Information supplied:
————————

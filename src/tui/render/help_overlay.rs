use ratatui::Frame;
use ratatui::layout::Rect;
use ratatui::style::{Modifier, Style};
use ratatui::text::{Line, Span};
use ratatui::widgets::{Block, Borders, Clear, Paragraph};

use crate::tui::app::App;

const SECTIONS: &[(&str, &[(&str, &str)])] = &[
    (
        "Navigation",
        &[
            ("\u{2191}\u{2193}/jk", "Move cursor"),
            ("g/G", "Jump to top/bottom"),
            ("Tab/S-Tab", "Next/previous filter"),
            ("1-4", "All, Active, Completed, Overdue"),
            ("/", "Search"),
        ],
    ),
    (
        "Tasks",
        &[
            ("a", "Add a task"),
            ("space/x", "Toggle done"),
            ("e/Enter", "Edit inline"),
            ("d/Del", "Delete (asks first)"),
            ("A", "Toggle all visible"),
            ("m", "Move: j/k target, Enter drop"),
        ],
    ),
    (
        "Subtasks",
        &[
            ("s", "Add subtask to task"),
            ("space/x", "Toggle subtask"),
            ("d/Del", "Delete subtask"),
        ],
    ),
    (
        "Mouse",
        &[
            ("click", "Checkbox, [e], [d], tabs, [Add]"),
            ("drag", "Drop a task on another to move it"),
        ],
    ),
    (
        "Global",
        &[("?", "Toggle this help"), ("q/Ctrl+C", "Quit")],
    ),
];

const OVERLAY_WIDTH: u16 = 56;

/// Render the help overlay (toggled with ?)
pub fn render_help_overlay(frame: &mut Frame, app: &App, area: Rect) {
    let bg = app.theme.background;
    let key_style = Style::default()
        .fg(app.theme.highlight)
        .bg(bg)
        .add_modifier(Modifier::BOLD);
    let desc_style = Style::default().fg(app.theme.text).bg(bg);
    let header_style = Style::default()
        .fg(app.theme.text_bright)
        .bg(bg)
        .add_modifier(Modifier::BOLD);

    let mut lines: Vec<Line> = vec![
        Line::from(Span::styled(" Key Bindings", header_style)),
        Line::from(""),
    ];
    for (title, bindings) in SECTIONS {
        lines.push(Line::from(Span::styled(format!(" {}", title), header_style)));
        for (key, desc) in *bindings {
            lines.push(Line::from(vec![
                Span::styled(format!(" {:<14}", key), key_style),
                Span::styled(*desc, desc_style),
            ]));
        }
        lines.push(Line::from(""));
    }

    let overlay_area = overlay_rect(area, OVERLAY_WIDTH, lines.len() as u16 + 2);
    frame.render_widget(Clear, overlay_area);

    let block = Block::default()
        .borders(Borders::ALL)
        .border_style(Style::default().fg(app.theme.dim).bg(bg))
        .style(Style::default().bg(bg));

    let paragraph = Paragraph::new(lines)
        .block(block)
        .style(Style::default().bg(bg));
    frame.render_widget(paragraph, overlay_area);
}

/// A `width` x `height` box centered in `area`, shrunk to fit
fn overlay_rect(area: Rect, width: u16, height: u16) -> Rect {
    let w = width.min(area.width);
    let h = height.min(area.height);
    Rect::new(
        area.x + (area.width - w) / 2,
        area.y + (area.height - h) / 2,
        w,
        h,
    )
}
use crossterm::event::{KeyCode, KeyEvent};

use crate::tui::actions::Action;
use crate::tui::app::{App, Mode, Row};

/// Keyboard drag: j/k step the drop target across task rows, Enter drops
/// the dragged task before the target, Esc releases without moving.
pub(super) fn handle_move(app: &mut App, key: KeyEvent) {
    match key.code {
        KeyCode::Char('j') | KeyCode::Down => step_target(app, 1),
        KeyCode::Char('k') | KeyCode::Up => step_target(app, -1),
        KeyCode::Enter => {
            let drop = app.drag.drop_here();
            app.mode = Mode::Navigate;
            if let Some((moved, target)) = drop {
                app.dispatch(Action::Reorder { moved, target });
                if let Some(pos) = app
                    .rows
                    .iter()
                    .position(|r| *r == Row::Task { task_id: moved })
                {
                    app.cursor = pos;
                }
            }
        }
        KeyCode::Esc => {
            app.drag.release();
            app.mode = Mode::Navigate;
        }
        _ => {}
    }
}

/// Move the hover target to the next task row in `dir`, skipping the
/// dragged task itself
fn step_target(app: &mut App, dir: isize) {
    let Some(dragging) = app.drag.dragging() else {
        app.mode = Mode::Navigate;
        return;
    };
    let tasks: Vec<u64> = app
        .rows
        .iter()
        .filter_map(|r| match r {
            Row::Task { task_id } => Some(*task_id),
            _ => None,
        })
        .collect();
    let current = app.drag.target().unwrap_or(dragging);
    let Some(pos) = tasks.iter().position(|id| *id == current) else {
        return;
    };

    let mut next = pos as isize + dir;
    while next >= 0 && (next as usize) < tasks.len() {
        let id = tasks[next as usize];
        if id != dragging {
            app.drag.hover(id);
            if let Some(row) = app.rows.iter().position(|r| *r == Row::Task { task_id: id }) {
                app.cursor = row;
            }
            return;
        }
        next += dir;
    }
}
use crossterm::event::{KeyCode, KeyEvent};

use crate::tui::app::{App, Mode};

pub(super) fn handle_confirm(app: &mut App, key: KeyEvent) {
    match key.code {
        KeyCode::Char('y') | KeyCode::Char('Y') => {
            let state = app.confirm.take();
            app.mode = Mode::Navigate;
            if let Some(state) = state {
                app.dispatch(state.action);
            }
        }
        // Cancel: n or Esc
        KeyCode::Char('n') | KeyCode::Char('N') | KeyCode::Esc => {
            app.confirm = None;
            app.mode = Mode::Navigate;
        }
        _ => {}
    }
}
use ratatui::style::Style;
use ratatui::text::Span;
use regex::Regex;

use crate::tui::text_input::TextInput;
use crate::util::unicode;

pub(super) fn checkbox(checked: bool) -> &'static str {
    if checked { "[x]" } else { "[ ]" }
}

/// Compute total display width of a slice of spans
pub(super) fn spans_width(spans: &[Span]) -> usize {
    spans
        .iter()
        .map(|s| unicode::display_width(&s.content))
        .sum()
}

/// Push spans for text with regex match highlighting. If no regex or no matches,
/// pushes a single span with `base_style`. Otherwise splits text at match boundaries.
pub(super) fn push_highlighted_spans(
    spans: &mut Vec<Span<'static>>,
    text: &str,
    base_style: Style,
    highlight_style: Style,
    search_re: Option<&Regex>,
) {
    let Some(re) = search_re else {
        spans.push(Span::styled(text.to_string(), base_style));
        return;
    };

    let mut last_end = 0;
    for m in re.find_iter(text) {
        if m.start() > last_end {
            spans.push(Span::styled(
                text[last_end..m.start()].to_string(),
                base_style,
            ));
        }
        spans.push(Span::styled(m.as_str().to_string(), highlight_style));
        last_end = m.end();
    }
    if last_end < text.len() || last_end == 0 {
        spans.push(Span::styled(text[last_end..].to_string(), base_style));
    }
}

/// The part of an input that fits in `width` cells, scrolled so the cursor
/// stays visible, and the cursor column within it.
pub(super) fn input_window(input: &TextInput, width: usize) -> (String, usize) {
    if width == 0 {
        return (String::new(), 0);
    }
    let value = input.value();
    let cursor_col = input.cursor_col();
    // One cell reserved for the cursor past the last character
    let start_col = (cursor_col + 1).saturating_sub(width);
    let start = unicode::display_col_to_byte_offset(value, start_col);
    let shown = unicode::truncate_to_width(&value[start..], width);
    let skipped = unicode::byte_offset_to_display_col(value, start);
    (shown, cursor_col - skipped)
}

/// Spans for a text field: value (or dim placeholder when empty), padded
/// to `width`. Returns the spans and the cursor column inside the field.
pub(super) fn field_spans(
    input: &TextInput,
    placeholder: &str,
    width: usize,
    style: Style,
    placeholder_style: Style,
) -> (Vec<Span<'static>>, usize) {
    if input.is_empty() {
        let text = unicode::truncate_to_width(placeholder, width);
        let pad = width.saturating_sub(unicode::display_width(&text));
        return (
            vec![
                Span::styled(text, placeholder_style),
                Span::styled(" ".repeat(pad), style),
            ],
            0,
        );
    }
    let (shown, cursor) = input_window(input, width);
    let pad = width.saturating_sub(unicode::display_width(&shown));
    (
        vec![Span::styled(shown, style), Span::styled(" ".repeat(pad), style)],
        cursor,
    )
}

#[cfg(test)]
mod tests {
    use super::*;

    fn texts(spans: &[Span]) -> Vec<String> {
        spans.iter().map(|s| s.content.to_string()).collect()
    }

    #[test]
    fn highlight_splits_on_matches() {
        let re = Regex::new("(?i)milk").unwrap();
        let mut spans = Vec::new();
        push_highlighted_spans(
            &mut spans,
            "Milk and oat milk!",
            Style::default(),
            Style::default(),
            Some(&re),
        );
        assert_eq!(texts(&spans), vec!["Milk", " and oat ", "milk", "!"]);
    }

    #[test]
    fn highlight_without_match_is_single_span() {
        let re = Regex::new("zzz").unwrap();
        let mut spans = Vec::new();
        push_highlighted_spans(&mut spans, "eggs", Style::default(), Style::default(), Some(&re));
        assert_eq!(texts(&spans), vec!["eggs"]);
    }

    #[test]
    fn input_window_scrolls_to_cursor() {
        let input = TextInput::with_value("abcdefghij");
        let (shown, cursor) = input_window(&input, 5);
        assert_eq!(shown, "ghij");
        assert_eq!(cursor, 4);

        let mut input = input;
        input.home();
        let (shown, cursor) = input_window(&input, 5);
        assert_eq!(shown, "abcd\u{2026}");
        assert_eq!(cursor, 0);
    }

    #[test]
    fn empty_field_shows_placeholder() {
        let (spans, cursor) = field_spans(
            &TextInput::default(),
            "Search tasks",
            15,
            Style::default(),
            Style::default(),
        );
        assert_eq!(spans_width(&spans), 15);
        assert_eq!(spans[0].content, "Search tasks");
        assert_eq!(cursor, 0);
    }
}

————————

Task details: Only the lines above from the one with "if let Some(state)" up to and including the one with "use crate::util::unicode;" should be repeated, exactly as written.

Result:
            if let Some(state) = state {
                app.dispatch(state.action);
            }
        }
        // Cancel: n or Esc
        KeyCode::Char('n') | KeyCode::Char('N') | KeyCode::Esc => {
            app.confirm = None;
            app.mode = Mode::Navigate;
        }
        _ => {}
    }
}
use ratatui::style::Style;
use ratatui::text::Span;
use regex::Regex;

use crate::tui::text_input::TextInput;
use crate::util::unicode;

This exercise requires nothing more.